Si queremos un buen gobierno, necesitamos una sociedad civil fuerte y no partidista, que se manifieste a través de organizaciones independientes, cuya finalidad sea la búsqueda del bien común sin ánimo de beneficio propio. Ésta es una debilidad muy acusada en España: en 2018 sólo el 32% de la población pertenecía a algún tipo de asociación y, de este porcentaje, la mayoría pertenece a entidades deportivas. En 1990, esa cifra era del 73%.
Cataluña siempre ha tenido una gran tradición asociativa, pero con el paso de los años, y a lo largo de este siglo, se ha ido homogeneizando con España en ese déficit.
Por si la debilidad no fuera suficiente, existe una tendencia extraordinaria de que las organizaciones de la sociedad civil se confundan con la política partidista, lo que sólo favorece el aumento de la partitocracia y del mal gobierno. De hecho, los partidos políticos tienden cada vez más a realizar funciones de activismo, cuando deberían estar centrados en el debate interno de las políticas públicas, a transmitirlas a la opinión ciudadana y a canalizar de forma ordenada sus puntos de vista. Ésta es su función fundamental y lo que justifica su existencia.
La política de partidos ocupa toda la esfera pública, incluidos los medios de comunicación, que viven en una permanente relación de amor-odio con los partidos: de amor con aquellos que siguen la línea del diario, la televisión o la radio, y de odio hacia los contrarios. Hoy, este cáncer mediático corroe a la sociedad y asfixia a las organizaciones de la sociedad civil, que no tienen espacio público para hacerse presentes porque los medios las desprecian, sobre todo si son independientes o contrarias a la línea de ese medio.

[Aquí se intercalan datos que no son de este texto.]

//! `rapidmq-dash config`: print the resolved configuration.

use anyhow::Result;
use rapidmq_core::DashConfig;

pub fn print(config: &DashConfig) -> Result<()> {
    print!("{}", config.to_toml_string()?);
    Ok(())
}
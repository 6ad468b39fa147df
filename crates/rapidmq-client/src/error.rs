//! Error types for the queue service client.

use thiserror::Error;

#[derive(Debug, Error)]
pub enum ClientError {
    #[error("invalid base url {url}: {reason}")]
    InvalidBaseUrl { url: String, reason: String },

    #[error("failed to connect to {address}: {source}")]
    Connect {
        address: String,
        source: std::io::Error,
    },

    #[error("http handshake failed: {0}")]
    Handshake(#[source] hyper::Error),

    #[error("failed to build request: {0}")]
    Build(#[from] http::Error),

    #[error("request failed: {0}")]
    Request(#[source] hyper::Error),

    #[error("failed to read response body: {0}")]
    Body(#[source] hyper::Error),

    #[error("failed to encode request body: {0}")]
    Encode(#[from] serde_json::Error),
}
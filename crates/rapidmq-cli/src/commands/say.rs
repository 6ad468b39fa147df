//! `rapidmq-dash say`: dispatch one typed phrase as a voice command.

use anyhow::{Result, bail};
use rapidmq_core::{CommandOutcome, DashConfig};
use rapidmq_voice::TextRecognizer;
use tracing::debug;

pub async fn say(config: &DashConfig, phrase: &str) -> Result<()> {
    let router = super::command_router(config)?;
    let recognizer = TextRecognizer::new(router.grammar())?;

    let Some(utterance) = recognizer.recognize(phrase) else {
        bail!("unrecognized command: {phrase}");
    };
    debug!(template = %utterance.template_id, captures = ?utterance.captures, "phrase recognized");

    match router.dispatch(&utterance).await? {
        CommandOutcome::Failure { text } => bail!("{text}"),
        outcome => {
            println!("{}", outcome.message());
            Ok(())
        }
    }
}
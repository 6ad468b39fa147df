//! rapidmq-dash — backend for the RapidMQ operator dashboard.
//!
//! # Usage
//!
//! ```text
//! rapidmq-dash serve --port 3000
//! rapidmq-dash watch --count 3
//! rapidmq-dash say "publish message hello to queue orders"
//! rapidmq-dash --backend http://mq.internal:8080 config
//! ```

use std::path::PathBuf;

use clap::{Parser, Subcommand};
use rapidmq_core::DashConfig;
use rapidmq_core::config::DEFAULT_CONFIG_FILE;

mod commands;

#[derive(Parser, Debug)]
#[command(
    name = "rapidmq-dash",
    about = "RapidMQ dashboard: metrics polling and voice commands",
    version,
    propagate_version = true,
)]
struct Cli {
    /// Config file path
    #[arg(short, long, global = true, default_value = DEFAULT_CONFIG_FILE)]
    config: PathBuf,

    /// Queue service base URL (overrides [backend].base_url)
    #[arg(long, global = true)]
    backend: Option<String>,

    /// Metrics poll interval in milliseconds (overrides [metrics].interval_ms)
    #[arg(long, global = true)]
    interval_ms: Option<u64>,

    #[command(subcommand)]
    command: Commands,
}

#[derive(Subcommand, Debug)]
enum Commands {
    /// Poll metrics and serve the dashboard API.
    Serve {
        /// Address to bind (overrides [api].bind)
        #[arg(long)]
        bind: Option<String>,
        /// Port to listen on (overrides [api].port)
        #[arg(short, long)]
        port: Option<u16>,
    },
    /// Poll metrics and print each dataset.
    Watch {
        /// Stop after this many datasets.
        #[arg(short = 'n', long, value_parser = clap::value_parser!(u64).range(1..))]
        count: Option<u64>,
        /// Skip ticks while a fetch is still in flight.
        #[arg(long)]
        single_flight: bool,
    },
    /// Dispatch one voice phrase, e.g. `say create queue orders`.
    Say {
        /// The phrase, as the speech engine would hear it.
        #[arg(required = true, num_args = 1..)]
        phrase: Vec<String>,
    },
    /// Print the resolved configuration.
    Config,
}

#[tokio::main(flavor = "current_thread")]
async fn main() -> anyhow::Result<()> {
    tracing_subscriber::fmt()
        .with_env_filter(
            tracing_subscriber::EnvFilter::from_default_env()
                .add_directive("rapidmq=info".parse()?),
        )
        .init();

    let cli = Cli::parse();
    let mut config = DashConfig::load_or_default(&cli.config)?;
    if let Some(backend) = cli.backend {
        config.backend.base_url = backend;
    }
    if let Some(interval_ms) = cli.interval_ms {
        config.metrics.interval_ms = interval_ms;
    }

    match cli.command {
        Commands::Serve { bind, port } => {
            if let Some(bind) = bind {
                config.api.bind = bind;
            }
            if let Some(port) = port {
                config.api.port = port;
            }
            config.validate()?;
            commands::serve::serve(config).await
        }
        Commands::Watch {
            count,
            single_flight,
        } => {
            config.metrics.single_flight |= single_flight;
            config.validate()?;
            commands::watch::watch(config, count).await
        }
        Commands::Say { phrase } => {
            config.validate()?;
            commands::say::say(&config, &phrase.join(" ")).await
        }
        Commands::Config => commands::config::print(&config),
    }
}
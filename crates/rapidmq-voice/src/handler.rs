//! Command handlers.

use std::future::Future;
use std::pin::Pin;

use rapidmq_client::QueueServiceClient;
use rapidmq_core::config::PanelsConfig;
use rapidmq_core::{CommandOutcome, VoiceCommand};

/// Boxed future returned by [`CommandHandler::handle`].
pub type OutcomeFuture<'a> = Pin<Box<dyn Future<Output = CommandOutcome> + Send + 'a>>;

/// Runs a typed command. Injected into the router for testability.
pub trait CommandHandler: Send + Sync {
    fn handle(&self, command: VoiceCommand) -> OutcomeFuture<'_>;
}

/// Answers panel commands locally and sends queue commands to the
/// queue service.
#[derive(Debug, Clone)]
pub struct QueueCommandHandler {
    client: QueueServiceClient,
    panels: PanelsConfig,
}

impl QueueCommandHandler {
    pub fn new(client: QueueServiceClient, panels: PanelsConfig) -> Self {
        Self { client, panels }
    }
}

impl CommandHandler for QueueCommandHandler {
    fn handle(&self, command: VoiceCommand) -> OutcomeFuture<'_> {
        Box::pin(async move {
            match command {
                VoiceCommand::ShowHealth => CommandOutcome::success(self.panels.health.summary()),
                VoiceCommand::ShowCluster => CommandOutcome::success(self.panels.cluster.summary()),
                VoiceCommand::CreateQueue { name } => self.client.create_queue(&name).await,
                VoiceCommand::PublishMessage {
                    queue_name,
                    message,
                } => self.client.publish_message(&queue_name, &message).await,
                VoiceCommand::ConsumeMessage { queue_name } => {
                    self.client.consume_message(&queue_name).await
                }
            }
        })
    }
}
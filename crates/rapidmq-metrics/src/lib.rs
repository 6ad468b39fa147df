//! rapidmq-metrics — turns the queue service's `/metrics` text feed into
//! dashboard data.
//!
//! Parses the line-oriented exposition format, groups samples into
//! per-metric series, binds them to the dashboard's configured slots, and
//! runs the periodic poll loop that feeds a consumer.
//!
//! # Architecture
//!
//! ```text
//! MetricsPoller
//!   ├── tick (immediately, then every interval)
//!   │   ├── MetricsSource::fetch() → payload
//!   │   ├── parse_samples() → Vec<MetricSample>
//!   │   └── on_data(samples)    | on_error(FetchError)
//!   └── CancelHandle::cancel() stops future ticks
//!
//! SlotBinding::bind(samples)
//!   ├── name lookup per configured slot (missing → default)
//!   └── group() labelled samples into per-metric series
//! ```
//!
//! Ticks are independent. With `TickPolicy::Overlap` a slow fetch can
//! still be running when the next tick starts, so consumers must accept
//! out-of-order deliveries. `TickPolicy::SingleFlight` skips a tick while
//! the previous fetch is unresolved.

pub mod error;
pub mod exposition;
pub mod grouping;
pub mod poller;
pub mod slots;

pub use error::FetchError;
pub use exposition::{parse_samples, parse_values};
pub use grouping::{group, group_with_keys};
pub use poller::{CancelHandle, MetricsPoller, MetricsSource, TickPolicy};
pub use slots::{BoundDataset, MetricSeries, SlotBinding, bind_positional};
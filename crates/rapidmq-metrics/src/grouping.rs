//! Group key/value records by key, keeping first-seen key order.

use std::collections::HashMap;
use std::hash::Hash;

use rapidmq_core::KeyedRecord;

/// Group record values by key.
///
/// The i-th group holds the values of the i-th distinct key in order of
/// first appearance. Values keep their input order within a group and
/// nothing is dropped or deduplicated.
pub fn group<K, V, I>(records: I) -> Vec<Vec<V>>
where
    K: Eq + Hash,
    I: IntoIterator<Item = KeyedRecord<K, V>>,
{
    let mut slots: HashMap<K, usize> = HashMap::new();
    let mut groups: Vec<Vec<V>> = Vec::new();

    for record in records {
        let idx = *slots.entry(record.key).or_insert_with(|| {
            groups.push(Vec::new());
            groups.len() - 1
        });
        groups[idx].push(record.value);
    }

    groups
}

/// Like [`group`], but each group is returned with its key.
pub fn group_with_keys<K, V, I>(records: I) -> Vec<(K, Vec<V>)>
where
    K: Eq + Hash + Clone,
    I: IntoIterator<Item = KeyedRecord<K, V>>,
{
    let mut slots: HashMap<K, usize> = HashMap::new();
    let mut groups: Vec<(K, Vec<V>)> = Vec::new();

    for record in records {
        match slots.get(&record.key) {
            Some(&idx) => groups[idx].1.push(record.value),
            None => {
                slots.insert(record.key.clone(), groups.len());
                groups.push((record.key, vec![record.value]));
            }
        }
    }

    groups
}

#[cfg(test)]
mod tests {
    use super::*;

    fn rec(key: &str, value: i32) -> KeyedRecord<String, i32> {
        KeyedRecord::new(key.to_string(), value)
    }

    #[test]
    fn groups_by_first_seen_key() {
        let records = vec![rec("a", 1), rec("b", 2), rec("a", 3)];
        assert_eq!(group(records), vec![vec![1, 3], vec![2]]);
    }

    #[test]
    fn empty_input_yields_empty_output() {
        let records: Vec<KeyedRecord<String, i32>> = Vec::new();
        assert!(group(records).is_empty());
    }

    #[test]
    fn conserves_every_value() {
        let records = vec![
            rec("x", 1),
            rec("y", 2),
            rec("x", 1),
            rec("z", 3),
            rec("y", 2),
            rec("x", 4),
        ];
        let total = records.len();
        let groups = group(records);
        assert_eq!(groups.iter().map(Vec::len).sum::<usize>(), total);
        // Duplicates are kept, order within a group preserved.
        assert_eq!(groups, vec![vec![1, 1, 4], vec![2, 2], vec![3]]);
    }

    #[test]
    fn later_keys_do_not_reorder_groups() {
        let records = vec![rec("b", 1), rec("a", 2), rec("b", 3), rec("c", 4), rec("a", 5)];
        assert_eq!(group(records), vec![vec![1, 3], vec![2, 5], vec![4]]);
    }

    #[test]
    fn single_key_is_one_group() {
        let records = (0..5).map(|i| rec("only", i));
        assert_eq!(group(records), vec![vec![0, 1, 2, 3, 4]]);
    }

    #[test]
    fn keyed_groups_carry_their_key() {
        let records = vec![rec("a", 1), rec("b", 2), rec("a", 3)];
        let groups = group_with_keys(records);
        assert_eq!(
            groups,
            vec![("a".to_string(), vec![1, 3]), ("b".to_string(), vec![2])]
        );
    }
}
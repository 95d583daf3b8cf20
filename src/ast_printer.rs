use crate::expr::{Expr, LiteralValue};
use crate::token::{Token, TokenType};

/// Renders an expression in Brook's canonical form: every composite node
/// prints as `name(child, ...)` with operators spelled out as short names
/// (`add`, `lt`, `not`, ...), string literals quoted, and numbers formatted
/// the way the runtime displays them. The rendering is deterministic, so
/// tests use it to pin down the precedence and associativity decisions made
/// by the parser.
pub struct AstPrinter;

impl AstPrinter {
    pub fn print(expr: &Expr) -> String {
        match expr {
            Expr::Literal(lit) => match lit {
                LiteralValue::True => "true".into(),

                LiteralValue::False => "false".into(),

                LiteralValue::Nil => "nil".into(),

                LiteralValue::Str(s) => format!("{:?}", s),

                LiteralValue::Number(n) => n.to_string(),
            },

            Expr::Grouping(inner) => Self::node("paren", &[Self::print(inner)]),

            Expr::Unary { operator, right } => {
                let name: &str = match operator.token_type {
                    TokenType::MINUS => "neg",
                    TokenType::BANG => "not",
                    _ => operator.lexeme.as_str(),
                };

                Self::node(name, &[Self::print(right)])
            }

            Expr::Binary {
                left,
                operator,
                right,
            }
            | Expr::Logical {
                left,
                operator,
                right,
            } => Self::node(
                operator_name(operator),
                &[Self::print(left), Self::print(right)],
            ),

            Expr::Variable { name, .. } => name.lexeme.clone(),

            Expr::Assign { name, value, .. } => {
                Self::node("set", &[name.lexeme.clone(), Self::print(value)])
            }

            Expr::Call {
                callee, arguments, ..
            } => {
                let mut children: Vec<String> = vec![Self::print(callee)];
                children.extend(arguments.iter().map(Self::print));

                Self::node("call", &children)
            }
        }
    }

    fn node(name: &str, children: &[String]) -> String {
        format!("{}({})", name, children.join(", "))
    }
}

/// Binary and logical operators render as names rather than punctuation,
/// which keeps the canonical form free of sigil soup.
fn operator_name(operator: &Token) -> &str {
    match operator.token_type {
        TokenType::PLUS => "add",
        TokenType::MINUS => "sub",
        TokenType::STAR => "mul",
        TokenType::SLASH => "div",
        TokenType::EQUAL_EQUAL => "eq",
        TokenType::BANG_EQUAL => "ne",
        TokenType::LESS => "lt",
        TokenType::LESS_EQUAL => "le",
        TokenType::GREATER => "gt",
        TokenType::GREATER_EQUAL => "ge",
        TokenType::AND => "and",
        TokenType::OR => "or",
        _ => operator.lexeme.as_str(),
    }
}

Es necesario crear un espacio lo más fuerte posible de carácter cívico, que exprese los puntos de vista de la sociedad civil en la vida pública, que los haga llegar a los partidos y al conjunto de la ciudadanía, que proponga iniciativas, que se mueva para exigirlas, que cree conciencia de estas exigencias. Una de estas necesidades es que Cataluña disponga, de una vez por todas, de un sistema electoral propio en lugar de utilizar una normativa española de carácter provisional elaborada durante la transición. Necesitamos un sistema electoral que ponga a los ciudadanos, los electores, en primer término y les dé una verdadera capacidad de decidir.
Una organización civil fuerte y no partidista debe ser capaz de alzar la voz sobre cuestiones que en muchos momentos molestarán a los gobiernos o serán indeseadas por las dos bandas de la banqueta, gobierno y oposición, como sucedió con la falta de rendición de cuentas con el desastre de la COVID, algo que se puede reproducir con la tragedia valenciana. Porque, al final, unos y otros prefieren no dañarse mutuamente.
Por todo ello, la Conferencia Cívica de Acción Política (CCAP) de 14 de diciembre es de gran interés e importancia, porque pretende dar respuesta al deterioro de la política, a las ineficacias de los gobiernos y a la debilidad de la sociedad civil. Se trata de que nos encontremos personas con vocación de servicio, hoy interesadas en la construcción del bien común de nuestro país.